I suggest to reconsider the interpretation of the software situation once more.
Can it be that the allocated clock object should be kept usable even after
a successful return from this function?
Would you like to add the tag “Fixes” to the commit message?
Regards,
Markus
^ permalink raw reply [flat|nested] 14+ messages in thread
* Re: Re: [PATCH] drm/nouveau/clk/gm20b: Fix memory leak in gm20b_clk_new()
2020-05-31 8:03 [PATCH] drm/nouveau/clk/gm20b: Fix memory leak in gm20b_clk_new() Markus Elfring
@ 2020-05-31 8:23 ` dinghao.liu
2020-05-31 8:38 ` Markus Elfring
2020-06-02 10:29 ` Re: [PATCH] drm/nouveau/clk/gm20b: Fix memory leak in gm20b_clk_new() Dan Carpenter
0 siblings, 2 replies; 14+ messages in thread
From: dinghao.liu @ 2020-05-31 8:23 UTC (permalink / raw)
To: Markus Elfring
Cc: dri-devel, nouveau, kernel-janitors, linux-kernel, Ben Skeggs,
David Airlie, Kangjie Lu
>
> > It's the same when gm20b_clk_new() returns from elsewhere following this call.
>
> I suggest to reconsider the interpretation of the software situation once more.

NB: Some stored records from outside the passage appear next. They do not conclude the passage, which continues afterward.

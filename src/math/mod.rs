pub mod ellipsoid;
pub mod projection;
pub mod sector;

pub use ellipsoid::Ellipsoid;
pub use projection::{GeographicProjection, MercatorProjection, Position, Wgs84Projection};
pub use sector::Sector;

use glam::{DMat4, DVec3, DVec4};

/// A ray with an origin and a (not necessarily normalized) direction.
#[derive(Copy, Clone, Debug)]
pub struct Ray {
    pub origin: DVec3,
    pub direction: DVec3,
}

impl Ray {
    pub fn new(origin: DVec3, direction: DVec3) -> Self {
        Self { origin, direction }
    }

    pub fn point_at(&self, t: f64) -> DVec3 {
        self.origin + t * self.direction
    }
}

/// A bounding sphere, used as the per-tile cull volume.
#[derive(Copy, Clone, Debug)]
pub struct BoundingSphere {
    pub center: DVec3,
    pub radius: f64,
}

impl BoundingSphere {
    /// A sphere around the centroid of `points` containing all of them.
    pub fn from_points(points: &[DVec3]) -> Self {
        assert!(!points.is_empty(), "bounding sphere of no points");

        let center = points.iter().sum::<DVec3>() / points.len() as f64;
        let radius = points
            .iter()
            .map(|point| point.distance(center))
            .fold(0.0, f64::max);

        Self { center, radius }
    }

    /// Distance from `point` to the sphere's surface, zero inside.
    pub fn distance_to(&self, point: DVec3) -> f64 {
        (self.center.distance(point) - self.radius).max(0.0)
    }
}

/// A view frustum as six inward-facing planes, extracted from a combined
/// view-projection matrix (Gribb/Hartmann).
#[derive(Copy, Clone, Debug)]
pub struct Frustum {
    planes: [DVec4; 6],
}

impl Frustum {
    pub fn from_view_projection(matrix: DMat4) -> Self {
        let row = |i| DVec4::new(
            matrix.x_axis[i],
            matrix.y_axis[i],
            matrix.z_axis[i],
            matrix.w_axis[i],
        );

        let (r0, r1, r2, r3) = (row(0), row(1), row(2), row(3));

        let planes = [
            r3 + r0, // left
            r3 - r0, // right
            r3 + r1, // bottom
            r3 - r1, // top
            r3 + r2, // near
            r3 - r2, // far
        ]
        .map(|plane| {
            let normal = DVec3::new(plane.x, plane.y, plane.z);
            plane / normal.length()
        });

        Self { planes }
    }

    /// Whether the sphere is at least partially inside the frustum.
    pub fn intersects_sphere(&self, sphere: &BoundingSphere) -> bool {
        self.planes.iter().all(|plane| {
            let distance = plane.x * sphere.center.x
                + plane.y * sphere.center.y
                + plane.z * sphere.center.z
                + plane.w;
            distance >= -sphere.radius
        })
    }
}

> Can it be that the allocated clock object should be kept usable even after
> a successful return from this function?
>
It's possible that we expect an usable clk pointer, though I could not find
the exact usage yet. For security, I will release this pointer only on error
paths in this function.
>
> Would you like to add the tag “Fixes” to the commit message?
>
Thank you for your advice! I will add this tag in the next version of patch.
Regards,
Dinghao
^ permalink raw reply [flat|nested] 14+ messages in thread
* Re: drm/nouveau/clk/gm20b: Fix memory leak in gm20b_clk_new()
2020-05-31 8:23 ` dinghao.liu
@ 2020-05-31 8:38 ` Markus Elfring
2020-05-31 8:52 ` dinghao.liu
2020-06-02 10:29 ` Re: [PATCH] drm/nouveau/clk/gm20b: Fix memory leak in gm20b_clk_new() Dan Carpenter
1 sibling, 1 reply; 14+ messages in thread
From: Markus Elfring @ 2020-05-31 8:38 UTC (permalink / raw)

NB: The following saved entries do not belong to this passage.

use crate::{
    elevation::{CoverageConfig, ElevationSource, TiledElevationCoverage},
    globe::Globe,
    math::Sector,
    tessellator::{Tessellator, TessellatorConfig},
    tile_matrix::TileMatrixSet,
};
use anyhow::Result;
use ron::ser::PrettyConfig;
use serde::{Deserialize, Serialize};
use std::{fs, path::Path, sync::Arc};

/// The projection a configured globe uses.
#[derive(Copy, Clone, Debug, Default, PartialEq, Eq, Serialize, Deserialize)]
pub enum ProjectionKind {
    #[default]
    Wgs84,
    Mercator,
}

/// The persisted description of a terrain: pyramid shape, projection and
/// resource limits. Serialized as RON next to the data it describes.
#[derive(Clone, Debug, PartialEq, Serialize, Deserialize)]
pub struct TerrainConfig {
    pub sector: Sector,
    /// Angular (latitude, longitude) extent of a level 0 tile, in degrees.
    pub level_zero_delta: (f64, f64),
    pub num_levels: u32,
    pub tile_width: u32,
    pub tile_height: u32,
    pub projection: ProjectionKind,
    pub coverage: CoverageConfig,
    pub tessellator: TessellatorConfig,
}

impl Default for TerrainConfig {
    fn default() -> Self {
        Self {
            sector: Sector::FULL_SPHERE,
            level_zero_delta: (90.0, 90.0),
            num_levels: 12,
            tile_width: 256,
            tile_height: 256,
            projection: ProjectionKind::Wgs84,
            coverage: CoverageConfig::default(),
            tessellator: TessellatorConfig::default(),
        }
    }
}

impl TerrainConfig {
    pub fn load_file<P: AsRef<Path>>(path: P) -> Result<Self> {
        let encoded = fs::read_to_string(path)?;
        let config = ron::from_str(&encoded)?;
        Ok(config)
    }

    pub fn save_file<P: AsRef<Path>>(&self, path: P) -> Result<()> {
        let encoded = ron::ser::to_string_pretty(self, PrettyConfig::default())?;
        fs::write(path, encoded)?;
        Ok(())
    }

    pub fn globe(&self) -> Globe {
        match self.projection {
            ProjectionKind::Wgs84 => Globe::wgs84(),
            ProjectionKind::Mercator => Globe::mercator(),
        }
    }

    pub fn tile_matrix_set(&self) -> Result<TileMatrixSet> {
        let matrix_set = TileMatrixSet::new(
            self.sector,
            self.level_zero_delta,
            self.num_levels,
            self.tile_width,
            self.tile_height,
        )?;
        Ok(matrix_set)
    }

    pub fn coverage(&self, source: Arc<dyn ElevationSource>) -> Result<TiledElevationCoverage> {
        Ok(TiledElevationCoverage::new(
            self.tile_matrix_set()?,
            source,
            self.coverage.clone(),
        ))
    }

    pub fn tessellator(&self) -> Tessellator {
        Tessellator::new(self.tessellator.clone())
    }
}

To: Dinghao Liu, dri-devel, nouveau
Cc: kernel-janitors, linux-kernel, Ben Skeggs, David Airlie, Kangjie Lu
> It's possible that we expect an usable clk pointer, though I could not find
> the exact usage yet.
I am curious if another developer would like to add helpful background information.
> For security, I will release this pointer only on error paths in this function.
Do you tend to release objects (which are referenced by pointers)?
Regards,
Markus
^ permalink raw reply [flat|nested] 14+ messages in thread
* Re: Re: drm/nouveau/clk/gm20b: Fix memory leak in gm20b_clk_new()
2020-05-31 8:38 ` Markus Elfring
@ 2020-05-31 8:52 ` dinghao.liu
2020-05-31 9:00 ` Markus Elfring
0 siblings, 1 reply; 14+ messages in thread
From: dinghao.liu @ 2020-05-31 8:52 UTC (permalink / raw)
To: Markus Elfring
Cc: dri-devel, nouveau, kernel-janitors, linux-kernel, Ben Skeggs,
David Airlie, Kangjie Lu
>
> > For security, I will release this pointer only on error paths in this function.
>
> Do you tend to release objects (which are referenced by pointers)?
>
I just found that clk is referenced by pclk in this function. When clk is freed,
pclk will be allocated in gm20b_clk_new_speedo0(). Thus we should not release clk
in this function and there is no bug here. Thank you for reminding me!
Regards,
Dinghao
^ permalink raw reply [flat|nested] 14+ messages in thread
* Re: drm/nouveau/clk/gm20b: Fix memory leak in gm20b_clk_new()
2020-05-31 8:52 ` dinghao.liu
@ 2020-05-31 9:00 ` Markus Elfring
2020-05-31 9:15 ` dinghao.liu
0 siblings, 1 reply; 14+ messages in thread
From: Markus Elfring @ 2020-05-31 9:00 UTC (permalink / raw)
To: Dinghao Liu, dri-devel, nouveau
Cc: kernel-janitors, linux-kernel, Ben Skeggs, David Airlie, Kangjie Lu
> I just found that clk is referenced by pclk in this function. When clk is freed,
> pclk will be allocated in gm20b_clk_new_speedo0(). Thus we should not release clk
> in this function and there is no bug here.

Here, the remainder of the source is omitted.